Robb Report Singapore

No Business Like Shoe Business

- By CHRISTIAN BARKER

Regarded as one of Britain’s best men’s shoemakers, over the past 12 years, Tony Gaziano and his partner Dean Girling have built their eponymous business, Gaziano & Girling, from humble beginnings in a backyard workshop into a thriving manufactur­er of fine handcrafte­d footwear. We spoke with Gaziano about his path from rudderless college drop-out to shoemaking maestro and artisanal entreprene­ur.

What made you decide to become a shoemaker? When did the passion for the craft take hold?

Tony Gaziano: I went to college to be an architect. That was what I really wanted to do at the time. But after about six months, it didn’t appeal to me anymore. There wasn’t enough creativity in it, so I stopped going to college, much to my parents’ displeasur­e. And my father said, go out and get a job. I found one at (shoemaker) Joseph Cheaney in Northampto­nshire as a junior designer. I wasn’t into shoes at that time, but I wanted to get into something in fashion and design. When I went there, I thought I was going to be drawing pictures all day. But I had a very oldfashion­ed boss and he said: ‘No son, get on the factory floor — you can’t design anything until you learn how to make it.’ I did that for about 18 months and was quite pissed off with it, to be honest. It grew on me though, and then all of a sudden it was almost like a button got switched on, and I stood there and thought, I enjoy this. So it wasn’t a conscious choice from the beginning.
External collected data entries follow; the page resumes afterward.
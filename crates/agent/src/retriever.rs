//! Per-collection similarity search, fanned out and joined.
//!
//! Every enabled collection is searched concurrently with its own timeout.
//! A collection that errors or times out is reported as unavailable; the
//! others are unaffected.

use crate::sources::ResolvedSource;
use futures::future::join_all;
use mimir_config::RetrievalConfig;
use mimir_core::error::SourceError;
use mimir_core::knowledge::{KnowledgeIndex, RetrievalResult};
use mimir_store::vector::compare_results;
use serde::Serialize;
use std::sync::Arc;
use std::time::Duration;
use tracing::{debug, warn};

/// Results for one collection.
#[derive(Debug, Clone, Serialize)]
pub struct SourceResults {
    pub source: ResolvedSource,
    pub results: Vec<RetrievalResult>,
}

/// A collection that could not be searched.
#[derive(Debug, Clone, PartialEq, Eq, Serialize)]
pub struct SkippedSource {
    pub collection_id: String,
    pub reason: String,
}

impl From<SourceError> for SkippedSource {
    fn from(error: SourceError) -> Self {
        match error {
            SourceError::SourceUnavailable { collection, reason } => Self {
                collection_id: collection,
                reason,
            },
        }
    }
}

/// The joined outcome of one fan-out, in source order.
#[derive(Debug, Clone, Default, Serialize)]
pub struct Retrieval {
    pub succeeded: Vec<SourceResults>,
    pub skipped: Vec<SkippedSource>,
}

impl Retrieval {
    pub fn is_partial(&self) -> bool {
        !self.skipped.is_empty()
    }

    /// Every source skipped for the same reason.
    pub fn all_unavailable(sources: &[ResolvedSource], reason: &str) -> Self {
        Self {
            succeeded: Vec::new(),
            skipped: sources
                .iter()
                .map(|s| SkippedSource {
                    collection_id: s.collection_id.clone(),
                    reason: reason.to_string(),
                })
                .collect(),
        }
    }

    pub fn result_sets(&self) -> Vec<Vec<RetrievalResult>> {
        self.succeeded.iter().map(|s| s.results.clone()).collect()
    }
}

#[derive(Clone)]
pub struct Retriever {
    index: Arc<dyn KnowledgeIndex>,
    top_k: usize,
    timeout: Duration,
}

impl std::fmt::Debug for Retriever {
    fn fmt(&self, f: &mut std::fmt::Formatter<'_>) -> std::fmt::Result {
        f.debug_struct("Retriever")
            .field("index", &self.index.name())
            .field("top_k", &self.top_k)
            .field("timeout", &self.timeout)
            .finish()
    }
}

impl Retriever {
    pub fn new(index: Arc<dyn KnowledgeIndex>, top_k: usize, timeout: Duration) -> Self {
        Self { index, top_k, timeout }
    }

    pub fn from_config(index: Arc<dyn KnowledgeIndex>, config: &RetrievalConfig) -> Self {
        Self::new(index, config.top_k, Duration::from_millis(config.timeout_ms))
    }

    pub fn timeout(&self) -> Duration {
        self.timeout
    }

    /// Top `k` passages of one collection, best first. A missing collection
    /// yields an empty list.
    pub async fn retrieve(
        &self,
        collection_id: &str,
        query_embedding: &[f32],
        k: usize,
    ) -> Result<Vec<RetrievalResult>, SourceError> {
        let unavailable = |reason: String| SourceError::SourceUnavailable {
            collection: collection_id.to_string(),
            reason,
        };

        let search = self.index.search(collection_id, query_embedding, k);
        let mut results = match tokio::time::timeout(self.timeout, search).await {
            Ok(Ok(results)) => results,
            Ok(Err(e)) => return Err(unavailable(e.to_string())),
            Err(_) => return Err(unavailable(format!("timed out after {}ms", self.timeout.as_millis()))),
        };
        results.sort_by(compare_results);
        results.truncate(k);
        Ok(results)
    }

    /// Search every source concurrently and wait for all of them.
    pub async fn retrieve_all(&self, sources: &[ResolvedSource], query_embedding: &[f32]) -> Retrieval {
        let searches = sources
            .iter()
            .map(|source| self.retrieve(&source.collection_id, query_embedding, self.top_k));
        let outcomes = join_all(searches).await;

        let mut retrieval = Retrieval::default();
        for (source, outcome) in sources.iter().zip(outcomes) {
            match outcome {
                Ok(results) => {
                    debug!(collection = %source.collection_id, hits = results.len(), "Collection searched");
                    retrieval.succeeded.push(SourceResults {
                        source: source.clone(),
                        results,
                    });
                }
                Err(e) => {
                    warn!(error = %e, "Skipping unavailable source");
                    retrieval.skipped.push(e.into());
                }
            }
        }
        retrieval
    }
}

#[cfg(test)]
mod tests {
    use super::*;
    use crate::test_helpers::*;
    use mimir_core::knowledge::Scope;

    fn source(scope: Scope, id: &str) -> ResolvedSource {
        ResolvedSource {
            scope,
            collection_id: id.into(),
        }
    }

    #[tokio::test]
    async fn k_is_per_collection() {
        let index = seeded_index(vec![
            ("big", vec!["alpha one", "alpha two", "alpha three", "alpha four"]),
            ("small", vec!["alpha five"]),
        ])
        .await;
        let retriever = Retriever::new(index, 2, Duration::from_secs(1));
        let query = embed_text("alpha");

        let retrieval = retriever
            .retrieve_all(&[source(Scope::Common, "big"), source(Scope::Personal, "small")], &query)
            .await;
        assert_eq!(retrieval.succeeded[0].results.len(), 2);
        assert_eq!(retrieval.succeeded[1].results.len(), 1);
        assert!(!retrieval.is_partial());
    }

    #[tokio::test]
    async fn missing_collection_is_empty_not_error() {
        let index = seeded_index(vec![]).await;
        let retriever = Retriever::new(index, 5, Duration::from_secs(1));
        let results = retriever.retrieve("user_docs_nobody", &embed_text("x"), 5).await.unwrap();
        assert!(results.is_empty());
    }

    #[tokio::test]
    async fn results_are_best_first() {
        let index = seeded_index(vec![("c", vec!["gaming revenue", "holiday rota", "gaming revenue growth"])]).await;
        let retriever = Retriever::new(index, 3, Duration::from_secs(1));
        let results = retriever.retrieve("c", &embed_text("gaming revenue"), 3).await.unwrap();
        assert_eq!(results[0].passage.text, "gaming revenue");
        assert!(results.windows(2).all(|w| w[0].similarity_score >= w[1].similarity_score));
    }

    #[tokio::test]
    async fn failing_collection_is_skipped_others_kept() {
        let inner = seeded_index(vec![("a", vec!["alpha"]), ("b", vec!["alpha beta"]), ("c", vec!["alpha gamma"])]).await;
        let index = Arc::new(FlakyIndex::new(inner).failing("b"));
        let retriever = Retriever::new(index, 5, Duration::from_secs(1));
        let sources = [
            source(Scope::Common, "a"),
            source(Scope::DataMart, "b"),
            source(Scope::Personal, "c"),
        ];

        let retrieval = retriever.retrieve_all(&sources, &embed_text("alpha")).await;
        assert!(retrieval.is_partial());
        assert_eq!(retrieval.skipped.len(), 1);
        assert_eq!(retrieval.skipped[0].collection_id, "b");
        let ok: Vec<_> = retrieval.succeeded.iter().map(|s| s.source.collection_id.as_str()).collect();
        assert_eq!(ok, vec!["a", "c"]);
    }

    #[tokio::test(start_paused = true)]
    async fn slow_collection_times_out() {
        let inner = seeded_index(vec![("fast", vec!["alpha"]), ("slow", vec!["alpha"])]).await;
        let index = Arc::new(FlakyIndex::new(inner).slow("slow", Duration::from_secs(30)));
        let retriever = Retriever::new(index, 5, Duration::from_millis(100));

        let retrieval = retriever
            .retrieve_all(&[source(Scope::Common, "fast"), source(Scope::Common, "slow")], &embed_text("alpha"))
            .await;
        assert_eq!(retrieval.succeeded.len(), 1);
        assert!(retrieval.skipped[0].reason.contains("timed out"));
    }
}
It was something I got involved in and discovered through working in that environmen­t that it was something that I enjoyed doing and wanted to pursue.

Did you find you felt a particular satisfacti­on at the end of a working day, being able to look at physical objects you’d created with your own two hands?

Yeah, absolutely. I still get the same feeling and that is the reason why I’m still in the job. At specific times during the day a picture comes in your mind of something that you want to create and it’s a great thing to be able to realise a mental image into a physical product. And the journey of doing that builds a lot of adrenaline in me. There’s a lot of energy, a lot of excitement and if it finishes and it looks the way that I wanted it to, when it’s done, I’ll probably look at that shoe for the next month, 24 hours a day. I’ll become obsessed with it. I really do get a buzz out of that journey of creation.